Actuando en este marco, el espectáculo de la guerra civil contribuyó, como veremos, de manera decisiva a perfilar el alineamiento de las diversas potencias de cara al conflicto. La petición de ayuda por parte de sublevados y gubernamentales fue una consecuencia inmediata de la pobreza de medios militares y de la sensación, a los pocos días de la sublevación, de que ésta no se liquidaría de la forma que había sido habitual en los pronunciamientos del siglo XIX. De ahí que ambos bandos recurrieran a aquellos países que más lógicamente les podían ayudar; éstos, ansiosos de que el status internacional no se alterara o interesados en adquirir nuevos aliados, se decantaron rápidamente hacia una intervención, aunque al poco tiempo inventaran también una pantalla para disimularla. El 19 de julio Giral hizo la petición al Gobierno francés del Frente Popular que pronto se mostró dispuesto a atenderla; sin embargo, la publicidad dada a la petición y a la respuesta motivó una indignada reacción de la derecha francesa y dejó en un airada posición al Gobierno Blum, que podría haber dimitido de no ser por la petición de sus propios correligionarios españoles. A partir de este momento la ayuda debió ser más titubeante y disimulada. En cuanto a los sublevados, su petición de ayuda fue tan sólo unas horas posterior y estuvo dirigida a Alemania e Italia. La primera respondió más inmediatamente y además prestaría mayor ayuda a Franco hasta el mes de noviembre de este año, momento en que se produjo la llegada del CTV italiano.

Es muy posible que tanto Francia como Italia y Alemania temieran al adversario potencial en una guerra generalizada y que por eso se decidieran a prestar ayuda al bando más próximo en la guerra interna española, pero no hay pruebas de que conocieran de modo preciso la ayuda que se estaba prestando por esos potenciales adversarios. Quedaban así sentadas las bases asimétricas en que fundamentaron las relaciones con sus aliados los beligerantes españoles. El Frente Popular debió recurrir al mercado internacional de armas, aparte de la ayuda francesa; algunos países como los bálticos y Checoslovaquia le prestaron colaboración, pero su situación no quedó aliviada hasta que en septiembre la Unión Soviética se decidió a prestar ayuda al Gobierno español. En cuanto a los sublevados, contaron con la ayuda italiana y alemana, a pesar de que su reconocimiento como gobierno legítimo no llegó hasta el mes de noviembre. Es importante señalar que tal decisión no se tomó en un momento en que parecieran haber obtenido una victoria decisiva, sino cuando tenían dificultades al no haber tomado Madrid, con lo que se demostraba el grado de voluntad de colaboración de sus aliados. Una situación como la mencionada en que aparecían involucradas las principales potencias europeas resultaba potencialmente explosiva; esa es la razón por la que se pretendió distenderla mediante la creación de un novedoso sistema no experimentado hasta el momento en la política internacional que fue el Comité de no-intervención sito en Londres.

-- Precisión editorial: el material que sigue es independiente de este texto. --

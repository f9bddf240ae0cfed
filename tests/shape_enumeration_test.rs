// Copyright (C) 2025 Jeremy J. Carroll. See LICENSE for details.

/* The shape enumerators are checked against brute force: every filling of
  a small shape by 1..n is generated and the (row) standard ones kept.
*/

mod common;

use common::{all_fillings, shape, small_shapes, strings, tuple};
use rand::rngs::StdRng;
use rand::SeedableRng;
use std::collections::BTreeSet;
use tableau_tuples::enumerate::{RowStandardShapeTableaux, StandardShapeTableaux, TableauFamily};
use tableau_tuples::family::{FamilyOptions, RowStandardTableauTuples, StandardTableauTuples};
use tableau_tuples::tableau::Tableau;
use tableau_tuples::tuple::TableauTuple;

#[test]
fn test_standard_matches_brute_force() {
    for mu in small_shapes(3, 5) {
        let family = StandardShapeTableaux::new(mu.clone());
        let listed: Vec<TableauTuple> = family.iter().map(|t| t.into_inner()).collect();
        let distinct: BTreeSet<TableauTuple> = listed.iter().cloned().collect();
        assert_eq!(distinct.len(), listed.len(), "repeats for shape {}", mu);
        let expected: BTreeSet<TableauTuple> = all_fillings(&mu)
            .into_iter()
            .filter(TableauTuple::is_standard)
            .collect();
        assert_eq!(distinct, expected, "shape {}", mu);
        assert_eq!(family.cardinality(), Some(expected.len() as u128));
    }
}

#[test]
fn test_row_standard_matches_brute_force() {
    for mu in small_shapes(3, 5) {
        let family = RowStandardShapeTableaux::new(mu.clone());
        let listed: Vec<TableauTuple> = family.iter().map(|t| t.into_inner()).collect();
        let distinct: BTreeSet<TableauTuple> = listed.iter().cloned().collect();
        assert_eq!(distinct.len(), listed.len(), "repeats for shape {}", mu);
        let expected: BTreeSet<TableauTuple> = all_fillings(&mu)
            .into_iter()
            .filter(TableauTuple::is_row_standard)
            .collect();
        assert_eq!(distinct, expected, "shape {}", mu);
        assert_eq!(family.cardinality(), Some(expected.len() as u128));
    }
}

#[test]
fn test_last_is_conjugate_of_first_of_conjugate() {
    for mu in small_shapes(3, 6) {
        let family = StandardShapeTableaux::new(mu.clone());
        let last = family.iter().last();
        assert_eq!(family.last(), last, "shape {}", mu);
        let conjugate_first = StandardShapeTableaux::new(mu.conjugate())
            .first()
            .map(|t| t.conjugate());
        assert_eq!(conjugate_first, last, "shape {}", mu);
    }
}

#[test]
fn test_singleton_rows_order() {
    let family = RowStandardShapeTableaux::new(shape(vec![vec![1], vec![1], vec![1]]));
    assert_eq!(
        strings(family.iter()),
        vec![
            "([[3]], [[2]], [[1]])",
            "([[2]], [[3]], [[1]])",
            "([[1]], [[3]], [[2]])",
            "([[1]], [[2]], [[3]])",
            "([[2]], [[1]], [[3]])",
            "([[3]], [[1]], [[2]])"
        ]
    );
}

#[test]
fn test_hook_length_cardinality() {
    // [2, 1] has 2 standard tableaux and [2] has 1; choose 3 of the 5 entries.
    let family = StandardShapeTableaux::new(shape(vec![vec![2, 1], vec![2]]));
    assert_eq!(family.cardinality(), Some(10 * 2));
    assert_eq!(family.iter().count(), 20);
    let rows = RowStandardShapeTableaux::new(shape(vec![vec![2, 1], vec![2]]));
    assert_eq!(rows.cardinality(), Some(120 / (2 * 2)));
}

#[test]
fn test_random_elements() {
    let mut rng = StdRng::seed_from_u64(2025);
    for mu in small_shapes(3, 6) {
        let standard = StandardShapeTableaux::new(mu.clone());
        let row_standard = RowStandardShapeTableaux::new(mu.clone());
        for _ in 0..5 {
            let t = standard.random_element(&mut rng);
            assert!(standard.contains(&t), "{} not in shape {}", t, mu);
            let s = row_standard.random_element(&mut rng);
            assert!(row_standard.contains(&s), "{} not in shape {}", s, mu);
        }
    }
}

#[test]
fn test_families_concatenate_shapes() {
    for level in 1..=3 {
        for size in 0..=4 {
            let options = FamilyOptions::new().with_level(level).with_size(size);
            let standard = StandardTableauTuples::new(&options).unwrap();
            let listed = standard.list().unwrap();
            assert_eq!(standard.cardinality(), Some(listed.len() as u128));
            assert!(listed.iter().all(|t| standard.contains(t)));
            let row_standard = RowStandardTableauTuples::new(&options).unwrap();
            assert_eq!(
                row_standard.cardinality(),
                Some(row_standard.iter().count() as u128)
            );
        }
    }
}

#[test]
fn test_level_one_tuples_equal_tableaux() {
    let t = TableauTuple::from_rows(vec![vec![vec![1, 2, 3], vec![4, 5]]]).unwrap();
    let tableau = Tableau::new(vec![vec![1, 2, 3], vec![4, 5]]).unwrap();
    assert_eq!(t.level(), 1);
    assert_eq!(t, tableau);
    assert_eq!(t.to_string(), tableau.to_string());

    let family =
        StandardTableauTuples::new(&FamilyOptions::new().with_level(1).with_size(5)).unwrap();
    let found = family.iter().find(|s| *s == tableau).unwrap();
    assert_eq!(found.level(), 1);
    assert_eq!(*found.as_tableau_tuple(), t);
}

#[test]
fn test_shape_family_slices() {
    let family =
        StandardTableauTuples::new(&FamilyOptions::new().with_shape(vec![vec![2], vec![2, 2]]))
            .unwrap();
    assert_eq!(
        family.first().unwrap().into_inner(),
        tuple("([[1, 2]], [[3, 4], [5, 6]])")
    );
    assert_eq!(
        family.last().unwrap().into_inner(),
        tuple("([[5, 6]], [[1, 3], [2, 4]])")
    );
    let all = family.list().unwrap();
    assert_eq!(family.slice(3, 4), all[3..7].to_vec());
    assert!(family.unrank(all.len()).is_err());
}
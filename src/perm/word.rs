// Copyright (C) 2025 Jeremy J. Carroll. See LICENSE for details.

//! Charge and cocharge of words in positive integers.
//!
//! Charge is computed by the cyclic reading of Lascoux and Schützenberger:
//! starting from the right, find the smallest letter, then read leftwards,
//! wrapping round as often as needed, for the next letter up. Each wrap adds
//! one to the index of the letters found afterwards and the charge of that
//! standard subword is the sum of the indices. The subword is removed and
//! the process repeats until the word is empty.
//!
//! ```
//! use tableau_tuples::perm::word::{charge, cocharge};
//!
//! assert_eq!(charge(&[1, 1, 2, 2, 3]), Ok(4));
//! assert_eq!(cocharge(&[1, 1, 2, 2, 3]), Ok(0));
//! assert!(charge(&[1, 2, 2]).is_err());
//! ```

use crate::error::{Result, TableauError};
use crate::shape::Partition;
use std::collections::BTreeMap;

/// Letter → number of occurrences.
pub fn evaluation(word: &[usize]) -> BTreeMap<usize, usize> {
    let mut counts = BTreeMap::new();
    for &letter in word {
        *counts.entry(letter).or_insert(0) += 1;
    }
    counts
}

/// The content of `word` as a partition.
///
/// The letters must form an interval and occur weakly less often as they
/// increase.
fn content(word: &[usize]) -> Result<Partition> {
    let counts = evaluation(word);
    let gapless = counts
        .keys()
        .zip(counts.keys().skip(1))
        .all(|(a, b)| b - a == 1);
    if !gapless {
        return Err(TableauError::ContentNotPartition);
    }
    Partition::new(counts.into_values().collect()).map_err(|_| TableauError::ContentNotPartition)
}

pub fn charge(word: &[usize]) -> Result<usize> {
    content(word)?;
    let mut w = word.to_vec();
    let mut charge = 0;
    while let Some(&smallest) = w.iter().min() {
        let mut i = w.len() - 1;
        let mut letter = smallest;
        let mut index = 0;
        while let Some(&largest) = w.iter().max() {
            if letter > largest {
                break;
            }
            while w[i] != letter {
                if i == 0 {
                    i = w.len() - 1;
                    index += 1;
                } else {
                    i -= 1;
                }
            }
            charge += index;
            letter += 1;
            w.remove(i);
            if i == 0 {
                if w.is_empty() {
                    break;
                }
                i = w.len() - 1;
                index += 1;
            } else {
                i -= 1;
            }
        }
    }
    Ok(charge)
}

/// `n(μ) - charge`, where `μ` is the content and `n(μ) = Σ i·μ_i`.
pub fn cocharge(word: &[usize]) -> Result<usize> {
    let mu = content(word)?;
    Ok(mu.weighted_size() - charge(word)?)
}
// Copyright (C) 2025 Jeremy J. Carroll. See LICENSE for details.

//! Parsing tableau tuples from their list form.
//!
//! Brackets may be `[]` or `()`. A list of rows, such as `[[1, 2], [3]]`,
//! is a level one tuple. A list of such lists, or any parenthesised list,
//! is a tuple with one component per element:
//!
//! ```
//! use tableau_tuples::tuple::TableauTuple;
//!
//! let t: TableauTuple = "([], [[1, 2], [3]])".parse().unwrap();
//! assert_eq!(t.level(), 2);
//! let s: TableauTuple = "[[1, 2], [3]]".parse().unwrap();
//! assert_eq!(s.level(), 1);
//! assert!("[[1, 2], [3".parse::<TableauTuple>().is_err());
//! ```

use super::TableauTuple;
use crate::error::{Result, TableauError};
use std::iter::Peekable;
use std::str::{CharIndices, FromStr};

#[derive(Debug, PartialEq, Eq)]
enum Node {
    Number(usize),
    List { parenthesised: bool, items: Vec<Node> },
}

impl Node {
    fn has_nested_lists(&self) -> bool {
        match self {
            Node::Number(_) => false,
            Node::List { items, .. } => items.iter().any(|n| matches!(n, Node::List { .. })),
        }
    }
}

fn syntax_error(reason: String) -> TableauError {
    TableauError::MalformedShape {
        component: 0,
        reason,
    }
}

struct Parser<'a> {
    chars: Peekable<CharIndices<'a>>,
}

impl<'a> Parser<'a> {
    fn new(text: &'a str) -> Self {
        Self {
            chars: text.char_indices().peekable(),
        }
    }

    fn skip_whitespace(&mut self) {
        while self.chars.peek().is_some_and(|(_, ch)| ch.is_whitespace()) {
            self.chars.next();
        }
    }

    fn node(&mut self) -> Result<Node> {
        self.skip_whitespace();
        match self.chars.peek().copied() {
            Some((_, '[')) | Some((_, '(')) => self.list(),
            Some((_, ch)) if ch.is_ascii_digit() => self.number(),
            Some((offset, ch)) => Err(syntax_error(format!(
                "unexpected '{}' at offset {}",
                ch, offset
            ))),
            None => Err(syntax_error("unexpected end of input".to_string())),
        }
    }

    fn number(&mut self) -> Result<Node> {
        let mut digits = String::new();
        while let Some(&(_, ch)) = self.chars.peek() {
            if !ch.is_ascii_digit() {
                break;
            }
            digits.push(ch);
            self.chars.next();
        }
        match digits.parse::<usize>() {
            Ok(0) => Err(syntax_error("entries must be positive".to_string())),
            Ok(v) => Ok(Node::Number(v)),
            Err(e) => Err(syntax_error(format!("bad entry {}: {}", digits, e))),
        }
    }

    fn list(&mut self) -> Result<Node> {
        let (_, open) = self
            .chars
            .next()
            .ok_or_else(|| syntax_error("unexpected end of input".to_string()))?;
        let close = if open == '(' { ')' } else { ']' };
        let mut items = Vec::new();
        loop {
            self.skip_whitespace();
            match self.chars.peek().copied() {
                Some((_, ch)) if ch == close => {
                    self.chars.next();
                    break;
                }
                None => return Err(syntax_error(format!("missing '{}'", close))),
                _ => {}
            }
            items.push(self.node()?);
            self.skip_whitespace();
            match self.chars.peek().copied() {
                Some((_, ',')) => {
                    self.chars.next();
                }
                Some((_, ch)) if ch == close => {}
                Some((offset, ch)) => {
                    return Err(syntax_error(format!(
                        "unexpected '{}' at offset {}",
                        ch, offset
                    )))
                }
                None => return Err(syntax_error(format!("missing '{}'", close))),
            }
        }
        Ok(Node::List {
            parenthesised: open == '(',
            items,
        })
    }

    fn finish(&mut self) -> Result<()> {
        self.skip_whitespace();
        match self.chars.next() {
            None => Ok(()),
            Some((offset, ch)) => Err(syntax_error(format!(
                "trailing '{}' at offset {}",
                ch, offset
            ))),
        }
    }
}

/// The rows of one component: a list of lists of numbers.
fn rows(node: Node, component: usize) -> Result<Vec<Vec<usize>>> {
    let bad = |reason: &str| TableauError::MalformedShape {
        component,
        reason: reason.to_string(),
    };
    let Node::List { items, .. } = node else {
        return Err(bad("expected a list of rows"));
    };
    items
        .into_iter()
        .map(|row| match row {
            Node::List { items, .. } => items
                .into_iter()
                .map(|entry| match entry {
                    Node::Number(v) => Ok(v),
                    Node::List { .. } => Err(bad("rows must hold numbers")),
                })
                .collect::<Result<Vec<usize>>>(),
            Node::Number(_) => Err(bad("expected a list of rows")),
        })
        .collect()
}

impl FromStr for TableauTuple {
    type Err = TableauError;

    fn from_str(text: &str) -> Result<Self> {
        let mut parser = Parser::new(text);
        let top = parser.node()?;
        parser.finish()?;
        let is_tuple = match &top {
            Node::Number(_) => return Err(syntax_error("expected a list".to_string())),
            Node::List {
                parenthesised,
                items,
            } => *parenthesised || items.iter().any(Node::has_nested_lists),
        };
        if !is_tuple {
            return TableauTuple::from_rows(vec![rows(top, 0)?]);
        }
        let Node::List { items, .. } = top else {
            return Err(syntax_error("expected a list".to_string()));
        };
        let components = items
            .into_iter()
            .enumerate()
            .map(|(k, node)| rows(node, k))
            .collect::<Result<Vec<_>>>()?;
        TableauTuple::from_rows(components)
    }
}
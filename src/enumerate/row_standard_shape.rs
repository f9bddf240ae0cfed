// Copyright (C) 2025 Jeremy J. Carroll. See LICENSE for details.

//! Row standard tableau tuples of a fixed shape.
//!
//! Number the positions of the shape `1..=n` along the rows, first
//! component first. Filling the shape row strictly is the same as choosing
//! a linear extension of the poset in which each position lies below the
//! one to its right. An extension lists the positions in the order the
//! entries `1, 2, ..., n` go into them, so its inverse is the flat filling.

use super::standard_shape::inflate;
use super::{LinearExtensions, TableauFamily};
use crate::shape::PartitionTuple;
use crate::tuple::{RowStandardTableauTuple, TableauTuple};
use rand::seq::SliceRandom;
use rand::Rng;

/// All row standard tableau tuples of one shape.
///
/// ```
/// use tableau_tuples::enumerate::RowStandardShapeTableaux;
/// use tableau_tuples::shape::PartitionTuple;
///
/// let shape = PartitionTuple::from_rows(vec![vec![2, 1]]).unwrap();
/// let all: Vec<String> = RowStandardShapeTableaux::new(shape)
///     .iter()
///     .map(|t| t.to_string())
///     .collect();
/// assert_eq!(all, vec!["[[2, 3], [1]]", "[[1, 2], [3]]", "[[1, 3], [2]]"]);
/// ```
#[derive(Debug, Clone, PartialEq, Eq)]
pub struct RowStandardShapeTableaux {
    shape: PartitionTuple,
}

impl RowStandardShapeTableaux {
    pub fn new(shape: PartitionTuple) -> Self {
        crate::trace!("[ShapeEnumerator] row standard tableaux of shape {}", shape);
        Self { shape }
    }

    pub fn shape(&self) -> &PartitionTuple {
        &self.shape
    }

    pub fn iter(&self) -> RowStandardShapeIter {
        let mut relations = Vec::new();
        let mut position = 1;
        for p in self.shape.components() {
            for &len in p.parts() {
                relations.extend((position..position + len - 1).map(|x| (x, x + 1)));
                position += len;
            }
        }
        RowStandardShapeIter {
            shape: self.shape.clone(),
            extensions: LinearExtensions::new(self.shape.size(), &relations),
        }
    }

    /// A uniformly random filling, each row then sorted.
    pub fn random_element<R: Rng + ?Sized>(&self, rng: &mut R) -> RowStandardTableauTuple {
        let mut flat: Vec<usize> = (1..=self.shape.size()).collect();
        flat.shuffle(rng);
        let mut rest = flat.as_mut_slice();
        for p in self.shape.components() {
            for &len in p.parts() {
                let (row, tail) = std::mem::take(&mut rest).split_at_mut(len);
                row.sort_unstable();
                rest = tail;
            }
        }
        RowStandardTableauTuple::new_unchecked(inflate(&self.shape, &flat))
    }
}

impl TableauFamily for RowStandardShapeTableaux {
    type Item = RowStandardTableauTuple;

    fn iter(&self) -> Box<dyn Iterator<Item = RowStandardTableauTuple> + '_> {
        Box::new(RowStandardShapeTableaux::iter(self))
    }

    fn cardinality(&self) -> Option<u128> {
        Some(self.shape.row_standard_count())
    }

    fn contains(&self, t: &TableauTuple) -> bool {
        t.shape() == self.shape && t.is_row_standard()
    }
}

impl<'a> IntoIterator for &'a RowStandardShapeTableaux {
    type Item = RowStandardTableauTuple;
    type IntoIter = RowStandardShapeIter;

    fn into_iter(self) -> RowStandardShapeIter {
        self.iter()
    }
}

/// Iterator for [`RowStandardShapeTableaux`].
#[derive(Debug)]
pub struct RowStandardShapeIter {
    shape: PartitionTuple,
    extensions: LinearExtensions,
}

impl Iterator for RowStandardShapeIter {
    type Item = RowStandardTableauTuple;

    fn next(&mut self) -> Option<RowStandardTableauTuple> {
        let extension = self.extensions.next()?;
        let mut flat = vec![0; extension.len()];
        for (i, &p) in extension.iter().enumerate() {
            flat[p - 1] = i + 1;
        }
        Some(RowStandardTableauTuple::new_unchecked(inflate(
            &self.shape,
            &flat,
        )))
    }
}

En realidad, quien propuso esta fórmula fue Francia, temerosa de las tensiones experimentadas en torno al conflicto español en la política gala. El Gobierno del Frente Popular, sin embargo, dejó la iniciativa a los británicos que fueron quienes la auspiciaron en el concierto internacional. Para ellos se había producido un peligroso pugilato por intervenir en la política española y de no existir un organismo que procurara evitar las decisiones unilaterales habría un auténtico problema para la paz mundial. A partir de septiembre un Comité reunido en la capital británica comenzó a estudiar las modalidades de la no intervención, y una vez constituido éste, pese a las protestas del Gobierno del Frente Popular, la Sociedad de Naciones remitió cualquier tipo de decisión a dicho organismo, como si lo considerara una especie de instrumento especializado para resolver los problemas españoles. Aunque en el Comité de no-intervención tomaron parte muchos países, la realidad es que las cinco potencias europeas más importantes fueron las que decidieron las principales cuestiones. En una ocasión Metternich dijo que la no-intervención significaba "poco más o menos intervención" y tal afirmación resulta válida para la guerra civil española. Nadie ni por un momento pensó que con ese Comité se hubiera evitado la participación de otros países en los asuntos internos españoles. Las potencias fascistas siguieron a este respecto una política perfectamente cínica.

El Conde Ciano, ministro de Exteriores italiano, dio a su embajador en Londres unas instrucciones consistentes en hacer todo lo posible para que el Comité mantuviera una acción "puramente platónica": de hecho en repetidas ocasiones este país boicoteó la labor del Comité hasta que dio a Franco una ayuda determinada para luego pedir el estricto cumplimiento de lo estipulado. Se ha calculado que los alemanes violaron la no-intervención 180 veces y que los italianos lo hicieron 134; unas cifras semejantes se pueden atribuir también a los franceses y rusos. Pero incluso los británicos pensaban lo mismo acerca de este Comité. Un diplomático británico dijo que se trataba de "una farsa pero una farsa extremadamente útil" en el sentido de que aunque no cumpliera sus propósitos evitaba que empeorara la situación mundial. Eden, en el mismo sentido, admitía que la política de no-intervención no era otra cosa que "un telón de seguridad improvisado, andrajoso y lleno de agujeros", pero mucho mejor que una guerra generalizada. Descrita la evolución de la política exterior de la guerra civil en sus primeras etapas, podemos pasar a examinar la posición de cada una de las potencias más importantes o más vinculadas a España por unas u otras razones. Cada país tuvo una política con peculiaridades propias pero aquellos con instituciones democráticas vieron, además, cómo la opinión pública tomaba posición en torno al conflicto en un sentido u otro.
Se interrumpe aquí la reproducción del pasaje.